------ Exercise materials ------

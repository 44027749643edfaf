use almanac::server::controller::{
    championship::get_championship_stats,
    season::{get_season, get_seasons},
};

use super::*;

/// Expect 200 OK for an existing season
#[tokio::test]
async fn get_season_success() -> Result<(), TestError> {
    let mut test = TestBuilder::new().with_league_tables().build().await?;
    let team = test.league().insert_team("Zebras", true).await?;
    test.league()
        .insert_season(SeasonFixture::new(2020).champion(team.id))
        .await?;

    let resp = get_season(State(test.into_app_state()), Path(2020))
        .await
        .into_response();

    assert_eq!(resp.status(), StatusCode::OK);

    Ok(())
}

/// Expect 404 Not Found for a year without a season
#[tokio::test]
async fn get_season_not_found() -> Result<(), TestError> {
    let test = TestBuilder::new().with_league_tables().build().await?;

    let resp = get_season(State(test.into_app_state()), Path(1990))
        .await
        .into_response();

    assert_eq!(resp.status(), StatusCode::NOT_FOUND);

    Ok(())
}

/// Expect 500 Internal Server Error when tables are missing
#[tokio::test]
async fn get_seasons_database_error() -> Result<(), TestError> {
    let test = TestBuilder::new().build().await?;

    let resp = get_seasons(State(test.into_app_state())).await.into_response();

    assert_eq!(resp.status(), StatusCode::INTERNAL_SERVER_ERROR);

    Ok(())
}

/// Expect 200 OK for championship stats of an empty league
#[tokio::test]
async fn championship_stats_empty_league() -> Result<(), TestError> {
    let test = TestBuilder::new().with_league_tables().build().await?;

    let resp = get_championship_stats(State(test.into_app_state()))
        .await
        .into_response();

    assert_eq!(resp.status(), StatusCode::OK);

    Ok(())
}
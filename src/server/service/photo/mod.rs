//! Draft photo service.
//!
//! Photo bytes go to a [`PhotoStorage`] backend and photo metadata to the database. Uploads
//! write the object before recording metadata and remove it again if the metadata insert
//! fails. Deletes remove the object before the metadata, so a failed metadata delete leaves a
//! row pointing at a missing object. That case is logged.

#[cfg(test)]
mod tests;

use std::collections::BTreeMap;

use dioxus_logger::tracing;
use sea_orm::DatabaseConnection;

use crate::{
    model::photo::{PhotoDto, ViewUrlsDto},
    server::{
        data::{
            draft_photo::{DraftPhotoRepository, NewDraftPhoto},
            season::SeasonRepository,
        },
        error::{league::LeagueError, photo::PhotoError, Error},
        model::{
            db::{DraftPhotoModel, SeasonModel},
            owner::OwnerContext,
        },
        service::retry::RetryContext,
        storage::{
            key::{
                content_type_for_key, file_extension, is_allowed_content_type,
                is_allowed_extension, is_safe_key, photo_key,
            },
            PhotoStorage,
        },
    },
};

/// Max storage keys accepted by a single view URL request
pub const MAX_VIEW_URL_KEYS: usize = 100;

pub struct PhotoService<'a> {
    db: &'a DatabaseConnection,
    storage: &'a dyn PhotoStorage,
}

impl<'a> PhotoService<'a> {
    /// Creates a new instance of PhotoService.
    ///
    /// # Arguments
    /// - `db` - Database connection reference
    /// - `storage` - Backend holding photo objects
    pub fn new(db: &'a DatabaseConnection, storage: &'a dyn PhotoStorage) -> Self {
        Self { db, storage }
    }

    /// Approved photos of the season played in `year`, newest upload first.
    ///
    /// # Returns
    /// - `Ok(Vec<PhotoDto>)` - Photos with view URLs
    /// - `Err(Error::LeagueError(LeagueError::SeasonNotFound))` - No season for that year
    /// - `Err(Error::DbErr)` - Database operation failed after retries
    pub async fn get_photos_by_season(&self, year: i32) -> Result<Vec<PhotoDto>, Error> {
        let ctx = RetryContext::new();
        let db = self.db.clone();

        let photos = ctx
            .execute_with_retry(&format!("get photos for {}", year), || {
                let db = db.clone();

                Box::pin(async move {
                    let Some(season) = SeasonRepository::new(&db).find_by_year(year).await? else {
                        return Err(LeagueError::SeasonNotFound(year).into());
                    };

                    Ok(DraftPhotoRepository::new(&db)
                        .get_approved_by_season(season.id)
                        .await?)
                })
            })
            .await?;

        Ok(photos.into_iter().map(|photo| self.photo_dto(photo)).collect())
    }

    /// Stores an uploaded photo and records it for the season played in `year`.
    ///
    /// Validation happens before anything is written: content type, then file extension,
    /// then the season.
    ///
    /// # Arguments
    /// - `owner` - Approved owner uploading the photo
    /// - `year` - Season year the photo belongs to
    /// - `filename` - Original filename, used for its extension
    /// - `caption` - Optional caption shown with the photo
    /// - `content_type` - Content type declared by the client
    /// - `bytes` - Photo contents
    ///
    /// # Returns
    /// - `Ok(PhotoDto)` - Photo stored and recorded
    /// - `Err(Error::PhotoError(PhotoError::UnsupportedContentType))` - Not a JPEG or PNG
    /// - `Err(Error::PhotoError(PhotoError::InvalidExtension))` - Filename extension not allowed
    /// - `Err(Error::LeagueError(LeagueError::SeasonNotFound))` - No season for that year
    /// - `Err(Error::StorageError)` - Object write failed, nothing was recorded
    /// - `Err(Error::DbErr)` - Recording metadata failed after retries; the stored object is
    ///   removed again
    pub async fn upload_photo(
        &self,
        owner: &OwnerContext,
        year: i32,
        filename: &str,
        caption: Option<&str>,
        content_type: &str,
        bytes: Vec<u8>,
    ) -> Result<PhotoDto, Error> {
        if !is_allowed_content_type(content_type) {
            return Err(PhotoError::UnsupportedContentType(content_type.to_string()).into());
        }

        let extension = file_extension(filename)
            .filter(|extension| is_allowed_extension(extension))
            .ok_or_else(|| PhotoError::InvalidExtension(filename.to_string()))?;

        let season_id = self.find_season(year).await?.id;

        let storage_key = photo_key(year, &extension);
        self.storage.put(&storage_key, bytes).await?;

        let ctx = RetryContext::new();
        let db = self.db.clone();
        let owner_id = owner.owner_id;
        let filename = filename.to_string();
        // Blank captions are stored as no caption
        let caption = caption
            .map(str::trim)
            .filter(|caption| !caption.is_empty())
            .map(str::to_string);
        let key = storage_key.clone();

        let result = ctx
            .execute_with_retry(&format!("record photo {}", storage_key), || {
                let db = db.clone();
                let filename = filename.clone();
                let caption = caption.clone();
                let key = key.clone();

                Box::pin(async move {
                    Ok(DraftPhotoRepository::new(&db)
                        .create(NewDraftPhoto {
                            season_id,
                            storage_key: &key,
                            filename: &filename,
                            caption: caption.as_deref(),
                            uploaded_by: owner_id,
                        })
                        .await?)
                })
            })
            .await;

        let photo = match result {
            Ok(photo) => photo,
            Err(e) => {
                tracing::warn!(
                    "Stored object {} but failed to record its metadata: {}",
                    storage_key,
                    e
                );

                if let Err(delete_err) = self.storage.delete(&storage_key).await {
                    tracing::warn!(
                        "Failed to remove unrecorded object {}: {}",
                        storage_key,
                        delete_err
                    );
                }

                return Err(e);
            }
        };

        tracing::info!(
            "Approved owner ID {} uploaded photo ID {} for {}",
            owner.owner_id,
            photo.id,
            year
        );

        Ok(self.photo_dto(photo))
    }

    /// Deletes a photo uploaded by `owner`.
    ///
    /// # Arguments
    /// - `owner` - Approved owner requesting the delete
    /// - `photo_id` - Photo to delete
    /// - `storage_key` - Storage key the client believes the photo has
    ///
    /// # Returns
    /// - `Ok(())` - Object and metadata removed
    /// - `Err(Error::PhotoError(PhotoError::PhotoNotFound))` - No photo with that ID
    /// - `Err(Error::PhotoError(PhotoError::NotUploader))` - Photo was uploaded by another owner
    /// - `Err(Error::PhotoError(PhotoError::StorageKeyMismatch))` - Key differs from the stored one
    /// - `Err(Error::StorageError)` - Object removal failed, metadata left untouched
    /// - `Err(Error::DbErr)` - Metadata removal failed after the object was removed
    pub async fn delete_photo(
        &self,
        owner: &OwnerContext,
        photo_id: i32,
        storage_key: &str,
    ) -> Result<(), Error> {
        let ctx = RetryContext::new();
        let db = self.db.clone();

        let photo = ctx
            .execute_with_retry(&format!("get photo ID {}", photo_id), || {
                let db = db.clone();

                Box::pin(async move {
                    Ok(DraftPhotoRepository::new(&db).get_by_id(photo_id).await?)
                })
            })
            .await?
            .ok_or(PhotoError::PhotoNotFound(photo_id))?;

        if photo.uploaded_by != owner.owner_id {
            return Err(PhotoError::NotUploader {
                photo_id,
                owner_id: owner.owner_id,
            }
            .into());
        }

        if photo.storage_key != storage_key {
            return Err(PhotoError::StorageKeyMismatch(photo_id).into());
        }

        self.storage.delete(&photo.storage_key).await?;

        let result = ctx
            .execute_with_retry(&format!("delete photo ID {}", photo_id), || {
                let db = db.clone();

                Box::pin(async move {
                    Ok(DraftPhotoRepository::new(&db).delete(photo_id).await?)
                })
            })
            .await;

        if let Err(e) = result {
            tracing::warn!(
                "Removed object {} but failed to delete metadata for photo ID {}: {}",
                photo.storage_key,
                photo_id,
                e
            );

            return Err(e);
        }

        tracing::info!(
            "Approved owner ID {} deleted photo ID {}",
            owner.owner_id,
            photo_id
        );

        Ok(())
    }

    /// View URLs for a batch of storage keys.
    ///
    /// # Returns
    /// - `Ok(ViewUrlsDto)` - URL for every key
    /// - `Err(Error::PhotoError(PhotoError::InvalidKeyBatch))` - Empty batch or more than
    ///   [`MAX_VIEW_URL_KEYS`] keys
    /// - `Err(Error::PhotoError(PhotoError::InvalidStorageKey))` - A key is not a relative path
    pub fn get_view_urls(&self, storage_keys: &[String]) -> Result<ViewUrlsDto, Error> {
        if storage_keys.is_empty() || storage_keys.len() > MAX_VIEW_URL_KEYS {
            return Err(PhotoError::InvalidKeyBatch {
                received: storage_keys.len(),
                max: MAX_VIEW_URL_KEYS,
            }
            .into());
        }

        if let Some(key) = storage_keys.iter().find(|key| !is_safe_key(key)) {
            return Err(PhotoError::InvalidStorageKey(key.clone()).into());
        }

        let urls: BTreeMap<String, String> = storage_keys
            .iter()
            .map(|key| (key.clone(), self.storage.view_url(key)))
            .collect();

        Ok(ViewUrlsDto { urls })
    }

    /// Object bytes and content type for an approved photo's storage key.
    ///
    /// Objects are only served while an approved photo is recorded under their key, so an
    /// object left behind by a removed or unapproved photo is reported as missing.
    ///
    /// # Returns
    /// - `Ok((content_type, bytes))` - Object of an approved photo
    /// - `Err(Error::PhotoError(PhotoError::ObjectNotFound))` - Not a photo key, no approved
    ///   photo recorded under it, or no stored object
    /// - `Err(Error::StorageError)` - Object read failed
    pub async fn get_object(&self, storage_key: &str) -> Result<(&'static str, Vec<u8>), Error> {
        let content_type = is_safe_key(storage_key)
            .then(|| content_type_for_key(storage_key))
            .flatten()
            .ok_or_else(|| PhotoError::ObjectNotFound(storage_key.to_string()))?;

        let ctx = RetryContext::new();
        let db = self.db.clone();
        let key = storage_key.to_string();

        let photo = ctx
            .execute_with_retry(&format!("get photo by key {}", storage_key), || {
                let db = db.clone();
                let key = key.clone();

                Box::pin(async move {
                    Ok(DraftPhotoRepository::new(&db)
                        .get_approved_by_storage_key(&key)
                        .await?)
                })
            })
            .await?;
        if photo.is_none() {
            return Err(PhotoError::ObjectNotFound(storage_key.to_string()).into());
        }

        let bytes = self
            .storage
            .get(storage_key)
            .await?
            .ok_or_else(|| PhotoError::ObjectNotFound(storage_key.to_string()))?;

        Ok((content_type, bytes))
    }

    async fn find_season(&self, year: i32) -> Result<SeasonModel, Error> {
        let ctx = RetryContext::new();
        let db = self.db.clone();

        ctx.execute_with_retry(&format!("get season {}", year), || {
            let db = db.clone();

            Box::pin(async move { Ok(SeasonRepository::new(&db).find_by_year(year).await?) })
        })
        .await?
        .ok_or_else(|| LeagueError::SeasonNotFound(year).into())
    }

    fn photo_dto(&self, photo: DraftPhotoModel) -> PhotoDto {
        PhotoDto {
            url: self.storage.view_url(&photo.storage_key),
            id: photo.id,
            storage_key: photo.storage_key,
            filename: photo.filename,
            caption: photo.caption,
            uploaded_at: photo.uploaded_at,
            uploaded_by: photo.uploaded_by,
        }
    }
}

------

◆ Task instructions ◆
Pick each line holding the word "team" out of the data and copy it.

◆ Answer section ◆
    let team = test.league().insert_team("Zebras", true).await?;
        .insert_season(SeasonFixture::new(2020).champion(team.id))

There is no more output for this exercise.